Jede Nacht gegen halb zwei – oder am nächsten Morgen, wenn mir mein Schlaf mal wichtig genug ist – weiß ich, dass ich ein Werbeopfer bin. Eigentlich ein Werbemailopfer, wenn man es sehr genau nimmt. Dann, wenn die Groupon-Newsletter „München“, „München Special“ und „Reise“ in meinem Postfach landen (die für Frankfurt und Berlin habe ich aus Selbstschutz vor ein paar Wochen abbestellt, weil ich in diesen Städten ja nicht mal wohne). Reizüberflutung für Fortgeschrittene.

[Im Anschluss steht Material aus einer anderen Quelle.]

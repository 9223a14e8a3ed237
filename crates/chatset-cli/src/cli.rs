use chatset_types::{AlpacaPick, DetectOrder, FallbackPolicy, TargetFormat};
use clap::{Parser, Subcommand, ValueEnum};
use std::path::PathBuf;

#[derive(Parser)]
#[command(name = "chatset")]
#[command(about = "Chatset - normalize chat datasets and publish LoRA adapters", long_about = None)]
pub(crate) struct Cli {
    /// Extra config file, merged over global and project config.
    #[arg(long, global = true, value_name = "PATH")]
    pub(crate) config: Option<PathBuf>,
    #[arg(short = 'v', long, global = true, default_value_t = false)]
    pub(crate) verbose: bool,
    #[arg(long = "log-file", global = true, value_name = "PATH")]
    pub(crate) log_file: Option<PathBuf>,
    #[command(subcommand)]
    pub(crate) command: Commands,
}

#[derive(Subcommand)]
pub(crate) enum Commands {
    #[command(about = "Convert a dataset to ShareGPT, Alpaca or OpenAI records")]
    Convert {
        #[arg(value_name = "INPUT")]
        input: Option<PathBuf>,
        #[arg(short = 'o', long)]
        output: Option<PathBuf>,
        #[arg(short = 't', long)]
        target: Option<TargetArg>,
        /// Replace INPUT with the result, keeping INPUT.bak.
        #[arg(long = "in-place", default_value_t = false, conflicts_with = "output")]
        in_place: bool,
        #[arg(long)]
        detect: Option<DetectArg>,
        /// ShareGPT `from` value for OpenAI `system` messages.
        #[arg(long = "system-role", value_name = "ROLE")]
        system_role: Option<String>,
        #[arg(long = "alpaca-pick")]
        alpaca_pick: Option<PickArg>,
        #[arg(long)]
        fallback: Option<FallbackArg>,
        #[arg(long, default_value_t = false)]
        strict: bool,
        #[arg(long = "dry-run", default_value_t = false)]
        dry_run: bool,
    },
    #[command(about = "Count record shapes in a dataset")]
    Inspect {
        #[arg(value_name = "INPUT")]
        input: Option<PathBuf>,
        #[arg(long)]
        detect: Option<DetectArg>,
    },
    #[command(about = "Upload a LoRA adapter folder to the hub")]
    Push {
        #[arg(long = "adapter-dir", value_name = "DIR")]
        adapter_dir: Option<PathBuf>,
        #[arg(long = "repo-id", value_name = "ID")]
        repo_id: Option<String>,
        #[arg(long)]
        token: Option<String>,
        #[arg(long, default_value_t = false)]
        private: bool,
        #[arg(long = "base-model")]
        base_model: Option<String>,
        #[arg(long = "lora-rank")]
        lora_rank: Option<u32>,
        /// Upload the folder as is, without writing README.md.
        #[arg(long = "no-readme", default_value_t = false)]
        no_readme: bool,
        #[arg(short = 'm', long)]
        message: Option<String>,
    },
    #[command(about = "Print the Python snippet that loads the adapter")]
    Usage {
        #[arg(long = "base-model")]
        base_model: Option<String>,
        #[arg(long = "repo-id", value_name = "ID")]
        repo_id: Option<String>,
    },
}

#[derive(Clone, Copy, Debug, ValueEnum)]
pub(crate) enum TargetArg {
    Sharegpt,
    Alpaca,
    Openai,
}

impl From<TargetArg> for TargetFormat {
    fn from(value: TargetArg) -> Self {
        match value {
            TargetArg::Sharegpt => TargetFormat::ShareGpt,
            TargetArg::Alpaca => TargetFormat::Alpaca,
            TargetArg::Openai => TargetFormat::OpenAi,
        }
    }
}

#[derive(Clone, Copy, Debug, ValueEnum)]
pub(crate) enum DetectArg {
    ConversationsFirst,
    MessagesFirst,
}

impl From<DetectArg> for DetectOrder {
    fn from(value: DetectArg) -> Self {
        match value {
            DetectArg::ConversationsFirst => DetectOrder::ConversationsFirst,
            DetectArg::MessagesFirst => DetectOrder::MessagesFirst,
        }
    }
}

#[derive(Clone, Copy, Debug, ValueEnum)]
pub(crate) enum PickArg {
    First,
    Last,
}

impl From<PickArg> for AlpacaPick {
    fn from(value: PickArg) -> Self {
        match value {
            PickArg::First => AlpacaPick::First,
            PickArg::Last => AlpacaPick::Last,
        }
    }
}

#[derive(Clone, Copy, Debug, ValueEnum)]
pub(crate) enum FallbackArg {
    Error,
    Samples,
    Empty,
}

impl From<FallbackArg> for FallbackPolicy {
    fn from(value: FallbackArg) -> Self {
        match value {
            FallbackArg::Error => FallbackPolicy::Error,
            FallbackArg::Samples => FallbackPolicy::Samples,
            FallbackArg::Empty => FallbackPolicy::Empty,
        }
    }
}

#[cfg(test)]
mod tests {
    use super::*;
    use clap::CommandFactory;

    #[test]
    fn cli_definition_is_consistent() {
        Cli::command().debug_assert();
    }

    #[test]
    fn parses_convert_flags() {
        let cli = Cli::try_parse_from([
            "chatset",
            "-v",
            "convert",
            "data.json",
            "--target",
            "alpaca",
            "--detect",
            "messages-first",
            "--alpaca-pick",
            "last",
            "--fallback",
            "samples",
            "--system-role",
            "gpt",
        ])
        .unwrap();
        assert!(cli.verbose);
        let Commands::Convert {
            input,
            target,
            detect,
            alpaca_pick,
            fallback,
            system_role,
            ..
        } = cli.command
        else {
            panic!("expected convert");
        };
        assert_eq!(input, Some(PathBuf::from("data.json")));
        assert_eq!(TargetFormat::from(target.unwrap()), TargetFormat::Alpaca);
        assert_eq!(DetectOrder::from(detect.unwrap()), DetectOrder::MessagesFirst);
        assert_eq!(AlpacaPick::from(alpaca_pick.unwrap()), AlpacaPick::Last);
        assert_eq!(FallbackPolicy::from(fallback.unwrap()), FallbackPolicy::Samples);
        assert_eq!(system_role.as_deref(), Some("gpt"));
    }

    #[test]
    fn in_place_conflicts_with_output() {
        let result = Cli::try_parse_from(["chatset", "convert", "--in-place", "-o", "x.json"]);
        assert!(result.is_err());
    }
}
use std::path::PathBuf;

#[derive(Debug, thiserror::Error)]
pub enum ConvertError {
    #[error("I/O error on {path}: {source}")]
    Io {
        path: PathBuf,
        #[source]
        source: std::io::Error,
    },

    #[error("Invalid JSON in {path}: {source}")]
    Json {
        path: PathBuf,
        #[source]
        source: serde_json::Error,
    },

    #[error("Expected a top-level JSON array in {path}")]
    NotAnArray { path: PathBuf },

    #[error("No records converted out of {total}")]
    NoRecords { total: usize },

    #[error("{count} record(s) skipped in strict mode")]
    RecordsSkipped { count: usize },

    #[error("Failed to serialize output: {0}")]
    Serialize(#[source] serde_json::Error),
}

impl ConvertError {
    pub(crate) fn io(path: impl Into<PathBuf>, source: std::io::Error) -> Self {
        Self::Io {
            path: path.into(),
            source,
        }
    }
}

pub type Result<T> = std::result::Result<T, ConvertError>;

Tausend Dinge, an die ich vorher nie gedacht habe und die ich garantiert nicht brauche, die ich aber trotzdem bestelle, teilweise jedenfalls, weil die Angebote so unglaublich gut sind, dass man einfach zuschlagen muss, es gibt quasi gar keine andere Möglichkeit.

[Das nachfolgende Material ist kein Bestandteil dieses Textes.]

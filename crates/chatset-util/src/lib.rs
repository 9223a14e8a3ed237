pub mod logging;

pub use logging::{init_tracing, LogLevel};
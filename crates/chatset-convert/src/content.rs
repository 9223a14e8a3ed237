use chatset_types::{Content, ContentPart};

/// Wraps an image URL in the inline marker understood by the VL trainers.
pub fn image_tag(url: &str) -> String {
    format!("<img>{}</img>", url)
}

/// Flattens message content into a single string.
///
/// Text parts contribute their text, image parts contribute an
/// `<img>URL</img>` tag, other part types are dropped. Parts are joined with
/// `\n` in their original order.
pub fn flatten_content(content: &Content) -> String {
    match content {
        Content::Text(text) => text.clone(),
        Content::Parts(parts) => parts
            .iter()
            .filter_map(flatten_part)
            .collect::<Vec<_>>()
            .join("\n"),
    }
}

fn flatten_part(part: &ContentPart) -> Option<String> {
    match part.content_type.as_str() {
        "text" => Some(part.text.clone().unwrap_or_default()),
        "image_url" => Some(image_tag(
            part.image_url.as_ref().map(|u| u.url()).unwrap_or_default(),
        )),
        _ => None,
    }
}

Kaum lese ich, dass die Ayurvedamassage bei einem in seiner Freizeit banjospielenden Yogameister um 70 Prozent reduziert ist, spüre ich ein leichtes Ziehen im Nacken. Ein Impuls, der immer stärker wird, bis er meinen rechten Zeigefinger erreicht, der auf „Kaufen“ klickt. Ha! Eine gute Entscheidung. Jetzt kann ich entspannt elf Monate warten, bis der Gutschein fast abgelaufen ist, um mich dann im Telefonfinale mit Gleichgesinnten um die letzten Plätze zu prügeln. Manchmal vergesse ich meine Errungenschaften auch, was schade ist, denn dann verpasse ich persönlichkeitsprägende Momente wie den, als ich bis auf meine Unterhose nackt im von einer Discountparfümerie angemieteten Apartment mit Teppichboden im Aufzug, dafür ohne Handyempfang und ohne Handtücher, liege und der Auftragskiller aus dem letzten Tarantinofilm, der vorher meinen Rücken bearbeitet hat, sagt: „Alles klar, umdrehen!“
Es gibt sowieso nichts Besseres als Körperbehandlungsangebote auf Rabattplattformen, außer vielleicht die unglaublich günstigen Groupon Reisegutscheine, also beschließe ich, das mal persönlich zu testen. Eine Woche lang Surfen im portugiesischen Region Torres Vedras inklusive Kurs und Material und Übernachtung und Frühstück für 95 Euro pro Person bei zwei Leuten, die mitmachen. Klingt perfekt. Während ich meine Kreditkarteninfos eintippe, frage ich mich, was wohl der Haken sein könnte, aber mir fällt keiner ein. Wäre jetzt eh zu spät. Ich überrede meine gute Freundin Gesa mitzukommen (leicht!) und versuche dann, mit dem Física Beach Hostel Kontakt aufzunehmen (nicht ganz so leicht!). Irgendwann habe ich Vasco am Telefon, in den ich mich glatt verlieben könnte, weil er uns ungefragt ein Doppelzimmer statt des gebuchten Abteils im Zehnerdorm gibt und mir dazu noch eine halbseitige Wegbeschreibung vom Flughafen zur Unterkunft schickt. Kein schlechter Start.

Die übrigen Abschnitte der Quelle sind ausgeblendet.